À l’heure où sont écrites ces lignes, une nouvelle manifestation se déroule à Paris à l’occasion de la grève contre la réforme des régimes de retraite. Alors que le nombre de manifestants n’est pas encore connu, on sait d'avance que l'information sera très commentée. C’est à travers cette donnée que le monde médiatique et politique juge si un mouvement s’amplifie ou, au contraire, s’essouffle. Il existe cependant plusieurs méthodes pour comptabiliser les manifestants...
« 3 000 personnes selon la police, 30 000 selon les organisateurs »
Pendant des années, les médias nous ont habitués à faire le bilan des manifestations avec deux chiffres : celui donné par les forces de l’ordre et celui donné par les organisateurs. À cause des différentes méthodes de comptage, ces chiffres peuvent parfois présenter des variations allant du simple au triple, ce qui génère automatiquement des débats ou des suspicions. Il existe pourtant une troisième méthode, bien moins connue, mais utilisée par les grands médias français comme France Télévision, Radio France, Le Monde, Le Figaro ou bien encore l’AFP ou Mediapart.
1. Méthode des organisateurs
On raconte souvent que certains organisateurs syndicaux ont tendance à estimer le nombre de manifestants en comptabilisant le nombre de merguez vendues pendant l’évènement. Impossible de vérifier si l’anecdote est réelle, mais elle symbolise bien les problèmes de méthodologie que peuvent rencontrer les organisateurs de manifestation. Quand ils ne sont pas comptabilisés au sol et à la main (une méthode très peu précise sur la longueur), les manifestants sont estimés à la louche en fonction du nombre de bus affrétés, des billets de train réservés ou des ballons ou t-shirt distribués. Ce fut notamment le cas lors de la manifestation anti-PMA en octobre 2019. Les Gilets jaunes ont eux aussi tenté de comptabiliser le nombre de manifestants, en utilisant notamment des vidéos postées sur les réseaux sociaux et en appliquant la méthode de comptage par densité. Cette dernière permet de fournir une estimation qui repose sur la densité estimée et la superficie occupée. Mais comme l'avait reconnu l’un des membres du groupe Gilets jaunes Science, les méthodes de comptage de la police sont souvent plus précises.
2. Méthode de la police
Réalisée en hauteur, généralement sur les toits ou les balcons des immeubles, cette technique consiste à compter les passants qui défilent le long d’une avenue. Pour Assaël Adary, patron du cabinet Occurrence et responsable d’une méthode de comptage utilisée par les médias, ce positionnement est idéal pour avoir une bonne estimation, ce qui explique pourquoi les données de la police sont souvent les plus précises. Cependant ces derniers utilisent encore des compteurs manuels. « Au bout de plusieurs centaines de passants, ça devient très difficile pour un œil humain de garder de la précision », indique Assaël Adary.
3. Méthode des médias
Développée par le cabinet Occurrence, cette méthode utilise un algorithme spécialisé dans la reconnaissance visuelle pour compter les manifestants qui passent dans le champ d’une caméra. « C’est une technologie qui existe depuis 2006 et qui permettait de compter les gens dans des aéroports, des grandes surfaces ou des musées, explique Assaël Adary, patron du cabinet. On l’a modifiée pour pouvoir l’utiliser en extérieur avec plusieurs angles de vues et des luminosités différentes. » Installé en hauteur sur un balcon, le système crée une « ligne d’arrivée virtuelle » qui englobe la largeur d’une avenue et compte les silhouettes qui passent à travers cette dernière. Finalement, la méthode de comptage mise en place par Occurrence est souvent plus proche des chiffres donnés par la police, ce qui a tendance à rendre les manifestants suspicieux.

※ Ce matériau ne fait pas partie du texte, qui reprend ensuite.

//! # Choice Descriptors — Declarative Member Definitions
//!
//! A [`Choice`] is the declaration-side data holder for one enumeration
//! member: its value (pinned or auto-assigned), optional label, the initial
//! flag, the successor set, and open extra metadata. Descriptors never
//! validate anything; they are consumed by [`crate::EnumBuilder`], which is
//! where duplicate values, unknown successors, and label derivation are
//! handled.
//!
//! [`MemberDef`] is what the builder actually accepts: a full descriptor, a
//! value sequence with a trailing label, or a bare value. `From` conversions
//! pick the form, so call sites stay declarative:
//!
//! ```
//! use choiceflow_core::{Choice, EnumBuilder};
//!
//! let colors = EnumBuilder::new("Color")
//!     .member("RED", Choice::new('r').label("Reddish"))
//!     .member("GREEN", 'g')
//!     .member("BLUE", ('b', "Deep Blue"))
//!     .build()
//!     .unwrap();
//! assert_eq!(colors.from_name("GREEN").unwrap().to_string(), "Green");
//! ```

use indexmap::{IndexMap, IndexSet};
use serde::{Deserialize, Serialize};

use crate::label::Label;
use crate::value::{ChoiceValue, ValueSpec};

/// Extra-metadata key that links a dependent member to its parent values.
pub const PARENTS_KEY: &str = "parents";

/// One entry of a member's open extra metadata.
///
/// The set of value shapes is closed: flags, counts, text, or a list of
/// [`ChoiceValue`]s (the shape `parents` uses).
#[derive(Debug, Clone, PartialEq, Serialize, Deserialize)]
#[serde(untagged)]
pub enum Extra {
    /// Boolean attribute.
    Bool(bool),
    /// Integer attribute.
    Int(i64),
    /// Text attribute.
    Text(String),
    /// A list of choice values, e.g. parent-enumeration members.
    Values(Vec<ChoiceValue>),
}

impl From<bool> for Extra {
    fn from(v: bool) -> Self {
        Extra::Bool(v)
    }
}

impl From<i64> for Extra {
    fn from(v: i64) -> Self {
        Extra::Int(v)
    }
}

impl From<i32> for Extra {
    fn from(v: i32) -> Self {
        Extra::Int(v as i64)
    }
}

impl From<&str> for Extra {
    fn from(v: &str) -> Self {
        Extra::Text(v.to_string())
    }
}

impl From<String> for Extra {
    fn from(v: String) -> Self {
        Extra::Text(v)
    }
}

impl From<Vec<ChoiceValue>> for Extra {
    fn from(v: Vec<ChoiceValue>) -> Self {
        Extra::Values(v)
    }
}

/// Declaration of one enumeration member.
///
/// Construction never fails. Setters consume and return the descriptor so
/// declarations chain; every field defaults to the permissive reading:
/// `initial` is true, `next` is unrestricted, no extra metadata.
#[derive(Debug, Clone)]
pub struct Choice {
    pub(crate) value: ValueSpec,
    pub(crate) label: Option<Label>,
    pub(crate) initial: bool,
    pub(crate) next: Option<IndexSet<String>>,
    pub(crate) extra: IndexMap<String, Extra>,
}

impl Choice {
    /// Descriptor with a pinned value.
    pub fn new(value: impl Into<ChoiceValue>) -> Self {
        Self::with_spec(ValueSpec::Value(value.into()))
    }

    /// Descriptor whose value the builder assigns (next unused ordinal).
    pub fn auto() -> Self {
        Self::with_spec(ValueSpec::Auto)
    }

    fn with_spec(value: ValueSpec) -> Self {
        Choice {
            value,
            label: None,
            initial: true,
            next: None,
            extra: IndexMap::new(),
        }
    }

    /// Sets the display label; omitted labels are derived from the name.
    pub fn label(mut self, label: impl Into<Label>) -> Self {
        self.label = Some(label.into());
        self
    }

    /// Marks whether this member may be the first value of a new record.
    pub fn initial(mut self, initial: bool) -> Self {
        self.initial = initial;
        self
    }

    /// Restricts transitions out of this member to the named successors.
    ///
    /// Names are resolved against the finished member set when the
    /// enumeration is built, so forward references are fine.
    pub fn next<I, S>(mut self, successors: I) -> Self
    where
        I: IntoIterator<Item = S>,
        S: Into<String>,
    {
        self.next = Some(successors.into_iter().map(Into::into).collect());
        self
    }

    /// Declares this member terminal: no transition out is legal.
    pub fn terminal(mut self) -> Self {
        self.next = Some(IndexSet::new());
        self
    }

    /// Attaches one extra-metadata entry.
    pub fn extra(mut self, key: impl Into<String>, value: impl Into<Extra>) -> Self {
        self.extra.insert(key.into(), value.into());
        self
    }

    /// Declares the parent-enumeration values this member is legal under.
    pub fn parents<I, V>(self, parents: I) -> Self
    where
        I: IntoIterator<Item = V>,
        V: Into<ChoiceValue>,
    {
        let values: Vec<ChoiceValue> = parents.into_iter().map(Into::into).collect();
        self.extra(PARENTS_KEY, values)
    }
}

/// A member definition in one of its three declaration forms.
#[derive(Debug, Clone)]
pub enum MemberDef {
    /// Full descriptor with metadata.
    Choice(Choice),
    /// Value sequence with a trailing label. More than one leading value
    /// declares a tuple; exactly one stays a scalar.
    Labeled {
        /// First declared value.
        first: ChoiceValue,
        /// Remaining declared values, empty for the scalar form.
        rest: Vec<ChoiceValue>,
        /// The trailing label.
        label: Label,
    },
    /// Bare value; label derived from the member name.
    Plain(ValueSpec),
}

impl MemberDef {
    /// Bare auto-assigned value.
    pub fn auto() -> Self {
        MemberDef::Plain(ValueSpec::Auto)
    }
}

impl From<Choice> for MemberDef {
    fn from(c: Choice) -> Self {
        MemberDef::Choice(c)
    }
}

impl From<ChoiceValue> for MemberDef {
    fn from(v: ChoiceValue) -> Self {
        MemberDef::Plain(ValueSpec::Value(v))
    }
}

impl From<ValueSpec> for MemberDef {
    fn from(spec: ValueSpec) -> Self {
        MemberDef::Plain(spec)
    }
}

macro_rules! impl_memberdef_from_scalar {
    ($($ty:ty),*) => {
        $(
            impl From<$ty> for MemberDef {
                fn from(v: $ty) -> Self {
                    MemberDef::Plain(ValueSpec::Value(v.into()))
                }
            }
        )*
    };
}

impl_memberdef_from_scalar!(i8, i16, i32, i64, u8, u16, u32, char, &str, String);

impl<V: Into<ChoiceValue>> From<(V, &str)> for MemberDef {
    fn from((value, label): (V, &str)) -> Self {
        MemberDef::Labeled {
            first: value.into(),
            rest: Vec::new(),
            label: label.into(),
        }
    }
}

impl<V: Into<ChoiceValue>> From<(V, Label)> for MemberDef {
    fn from((value, label): (V, Label)) -> Self {
        MemberDef::Labeled {
            first: value.into(),
            rest: Vec::new(),
            label,
        }
    }
}

impl<V1, V2> From<(V1, V2, &str)> for MemberDef
where
    V1: Into<ChoiceValue>,
    V2: Into<ChoiceValue>,
{
    fn from((v1, v2, label): (V1, V2, &str)) -> Self {
        MemberDef::Labeled {
            first: v1.into(),
            rest: vec![v2.into()],
            label: label.into(),
        }
    }
}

Face aux éventuelles critiques, Assaël Adary explique comment les médias l’ont testée avant de l'adopter. « Thomas Legrand (journaliste pour France Inter) est venu me voir en premier en 2017, pour trouver une méthode plus indépendante, explique-t-il. Très rapidement, d’autres médias se sont montrés intéressés. Mais pour pouvoir travailler avec eux, il a fallu que je me mette quasiment à nu. Ils ont épluché mes tweets, regardé les finances de mon entreprise pour voir s'il n'y avait pas de conflits d’intérêts. Ils ont aussi réalisé des tests sur plusieurs manifestations avant d’utiliser les chiffres dans leurs articles ». La méthode n’est cependant pas d’une fiabilité absolue, notamment lorsque les manifestations dégénèrent ou bifurquent vers des parcours non prévus. Pour fonctionner, les algorithmes ont besoin d'une situation contrôlée, ce qui n'est pas toujours le cas dans les manifestations actuelles.
Coucou David-Julien Rahmil, on est vachement intrigués par votre article dans l'équipe du Nombre Jaune... vous pourriez nous citer l'extrait où l'un des membres de notre équipe affirme que la méthode de la police est généralement plus fiable ? Parce que bon, le lien que vous avez associé au nom de notre collectif (que vos lecteurs non-membres de notre groupe ne pourront pas consulter, puisqu'il s'agit d'un groupe Facebook privé), et qui date de 38 semaines, ne comporte aucun commentaire d'un membre de notre équipe, et même aucun commentaire allant dans le sens de ce que vous affirmez...
Merci d'avance.
PS: on sort le popcorn pendant que vous ramez ?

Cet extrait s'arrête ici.